Problem details :: Every line in the listing below that holds the word "body" should be returned.

────────────────────────────────────────

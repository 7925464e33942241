/******************************************************************************
   Author: Joaquín Béjar García
   Email: jb@taunais.com
   Date: 27/1/26
******************************************************************************/

//! Out-of-band content fetch.
//!
//! When a message body exceeds the venue's inline threshold, the session
//! receives a redirect notice instead of the content. The full body is
//! retrieved over HTTP through a [`ContentFetcher`]. Retry policy stays
//! with the implementation; the default makes a single bounded attempt.

use async_trait::async_trait;
use bytes::Bytes;
use std::time::Duration;
use tradelink_core::error::{ClientError, Result};

/// Fetches redirected message bodies.
#[async_trait]
pub trait ContentFetcher: Send + Sync {
    /// Retrieves `url`, returning the content type and raw body bytes.
    ///
    /// # Errors
    /// Returns [`ClientError::Fetch`] on any transport or status failure.
    async fn fetch(&self, url: &str) -> Result<(String, Bytes)>;
}

/// Default fetcher backed by a shared `reqwest` client.
#[derive(Debug, Clone)]
pub struct HttpFetcher {
    client: reqwest::Client,
    request_timeout: Duration,
}

impl HttpFetcher {
    /// Creates a fetcher with the default 30 second request timeout.
    #[must_use]
    pub fn new() -> Self {
        Self {
            client: reqwest::Client::new(),
            request_timeout: Duration::from_secs(30),
        }
    }

    /// Sets the per-request timeout.
    #[must_use]
    pub const fn with_request_timeout(mut self, timeout: Duration) -> Self {
        self.request_timeout = timeout;
        self
    }
}

impl Default for HttpFetcher {
    fn default() -> Self {
        Self::new()
    }
}

#[async_trait]
impl ContentFetcher for HttpFetcher {
    async fn fetch(&self, url: &str) -> Result<(String, Bytes)> {
        let response = self
            .client
            .get(url)
            .timeout(self.request_timeout)
            .send()
            .await
            .map_err(|err| ClientError::Fetch {
                reason: err.to_string(),
            })?;

        let status = response.status();
        if !status.is_success() {
            return Err(ClientError::Fetch {
                reason: format!("unexpected status {status} for {url}"),
            });
        }

        let content_type = response
            .headers()
            .get(reqwest::header::CONTENT_TYPE)
            .and_then(|value| value.to_str().ok())
            .unwrap_or("application/octet-stream")
            .to_string();

        let body = response
            .bytes()
            .await
            .map_err(|err| ClientError::Fetch {
                reason: err.to_string(),
            })?;

        Ok((content_type, body))
    }
}

#[cfg(test)]
mod tests {
    use super::*;
    use tokio::io::{AsyncReadExt, AsyncWriteExt};
    use tokio::net::TcpListener;

    async fn one_shot_http_server(status_line: &'static str, body: &'static [u8]) -> String {
        let listener = TcpListener::bind("127.0.0.1:0").await.unwrap();
        let addr = listener.local_addr().unwrap();

        tokio::spawn(async move {
            let (mut sock, _) = listener.accept().await.unwrap();
            let mut request = [0u8; 1024];
            let _ = sock.read(&mut request).await;

            let header = format!(
                "{status_line}\r\ncontent-type: application/x-tradelink\r\ncontent-length: {}\r\nconnection: close\r\n\r\n",
                body.len()
            );
            sock.write_all(header.as_bytes()).await.unwrap();
            sock.write_all(body).await.unwrap();
        });

        format!("http://{addr}/events")
    }

    #[tokio::test]
    async fn test_fetch_returns_content_type_and_bytes() {
        let url = one_shot_http_server("HTTP/1.1 200 OK", b"payload-bytes").await;
        let fetcher = HttpFetcher::new().with_request_timeout(Duration::from_secs(5));

        let (content_type, body) = fetcher.fetch(&url).await.unwrap();
        assert_eq!(content_type, "application/x-tradelink");
        assert_eq!(&body[..], b"payload-bytes");
    }

    #[tokio::test]
    async fn test_fetch_error_status_is_fetch_error() {
        let url = one_shot_http_server("HTTP/1.1 404 Not Found", b"").await;
        let fetcher = HttpFetcher::new().with_request_timeout(Duration::from_secs(5));

        let err = fetcher.fetch(&url).await.unwrap_err();
        assert!(matches!(err, ClientError::Fetch { .. }));
    }
}
/******************************************************************************
   Author: Joaquín Béjar García
   Email: jb@taunais.com
   Date: 27/1/26
******************************************************************************/

//! Order instruction value objects.
//!
//! Each instruction is validated once, before it is handed to the session;
//! a validation failure performs no encoding and never touches session
//! state. The structs here are plain data; the wire crate owns their
//! payload representation.

use crate::error::ValidationError;
use crate::types::{
    MAX_PRICE, MAX_QUANTITY, MIN_PRICE, MIN_QUANTITY, Side, TimeInForce, Uuid128,
};

/// Instruction to create a limit order.
#[derive(Debug, Clone, Copy, PartialEq, Eq)]
pub struct OrderCreate {
    /// Order quantity.
    pub quantity: u32,
    /// Limit price in venue ticks.
    pub price: u32,
    /// Buy or sell.
    pub side: Side,
    /// Market the order belongs to.
    pub market: Uuid128,
    /// Contract within the market.
    pub contract: Uuid128,
    /// Optional lifetime; the venue default applies when absent.
    pub time_in_force: Option<TimeInForce>,
    /// Optional client-supplied reference echoed back in reports.
    pub reference: Option<u64>,
}

impl OrderCreate {
    /// Creates a new order instruction with the required fields.
    #[must_use]
    pub const fn new(
        quantity: u32,
        price: u32,
        side: Side,
        market: Uuid128,
        contract: Uuid128,
    ) -> Self {
        Self {
            quantity,
            price,
            side,
            market,
            contract,
            time_in_force: None,
            reference: None,
        }
    }

    /// Sets the time in force.
    #[must_use]
    pub const fn with_time_in_force(mut self, tif: TimeInForce) -> Self {
        self.time_in_force = Some(tif);
        self
    }

    /// Sets the client reference.
    #[must_use]
    pub const fn with_reference(mut self, reference: u64) -> Self {
        self.reference = Some(reference);
        self
    }

    /// Validates this instruction against the venue bounds.
    ///
    /// # Errors
    /// Returns the first violated bound as a [`ValidationError`]. Nothing is
    /// encoded on failure.
    pub fn validate(&self) -> Result<(), ValidationError> {
        if self.price < MIN_PRICE {
            return Err(ValidationError::PriceTooLow {
                got: self.price,
                min: MIN_PRICE,
            });
        }
        if self.price > MAX_PRICE {
            return Err(ValidationError::PriceTooHigh {
                got: self.price,
                max: MAX_PRICE,
            });
        }
        if self.quantity < MIN_QUANTITY {
            return Err(ValidationError::QuantityTooLow {
                got: self.quantity,
                min: MIN_QUANTITY,
            });
        }
        if self.quantity > MAX_QUANTITY {
            return Err(ValidationError::QuantityTooHigh {
                got: self.quantity,
                max: MAX_QUANTITY,
            });
        }
        Ok(())
    }
}

/// Instruction to cancel a single order by identifier.
#[derive(Debug, Clone, Copy, PartialEq, Eq)]
pub struct OrderCancel {
    /// Identifier of the order to cancel.
    pub order: Uuid128,
    /// Optional client-supplied reference.
    pub reference: Option<u64>,
}

impl OrderCancel {
    /// Creates a cancel instruction for the given order.
    #[must_use]
    pub const fn new(order: Uuid128) -> Self {
        Self {
            order,
            reference: None,
        }
    }

    /// Sets the client reference.
    #[must_use]
    pub const fn with_reference(mut self, reference: u64) -> Self {
        self.reference = Some(reference);
        self
    }

    /// Validates this instruction.
    ///
    /// # Errors
    /// Returns [`ValidationError::InvalidId`] for the nil identifier.
    pub fn validate(&self) -> Result<(), ValidationError> {
        if self.order == Uuid128::default() {
            return Err(ValidationError::InvalidId {
                reason: "order id must not be nil".to_string(),
            });
        }
        Ok(())
    }
}

/// Instruction to cancel every resting order in a market.
#[derive(Debug, Clone, Copy, PartialEq, Eq)]
pub struct OrdersForMarket {
    /// Market whose orders are cancelled.
    pub market: Uuid128,
}

impl OrdersForMarket {
    /// Creates a market-scoped cancel instruction.
    #[must_use]
    pub const fn new(market: Uuid128) -> Self {
        Self { market }
    }

    /// Validates this instruction.
    ///
    /// # Errors
    /// Returns [`ValidationError::InvalidId`] for the nil identifier.
    pub fn validate(&self) -> Result<(), ValidationError> {
        if self.market == Uuid128::default() {
            return Err(ValidationError::InvalidId {
                reason: "market id must not be nil".to_string(),
            });
        }
        Ok(())
    }
}

/// Returns true when both instructions carry a reference and they match.
#[must_use]
pub const fn references_match(a: &OrderCreate, b: &OrderCreate) -> bool {
    matches!((a.reference, b.reference), (Some(x), Some(y)) if x == y)
}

────────────────────────────────────────

Response area ::
//! When a message body exceeds the venue's inline threshold, the session
//! receives a redirect notice instead of the content. The full body is
    /// Retrieves `url`, returning the content type and raw body bytes.
        let body = response
        Ok((content_type, body))
    async fn one_shot_http_server(status_line: &'static str, body: &'static [u8]) -> String {
                body.len()
            sock.write_all(body).await.unwrap();
        let (content_type, body) = fetcher.fetch(&url).await.unwrap();
        assert_eq!(&body[..], b"payload-bytes");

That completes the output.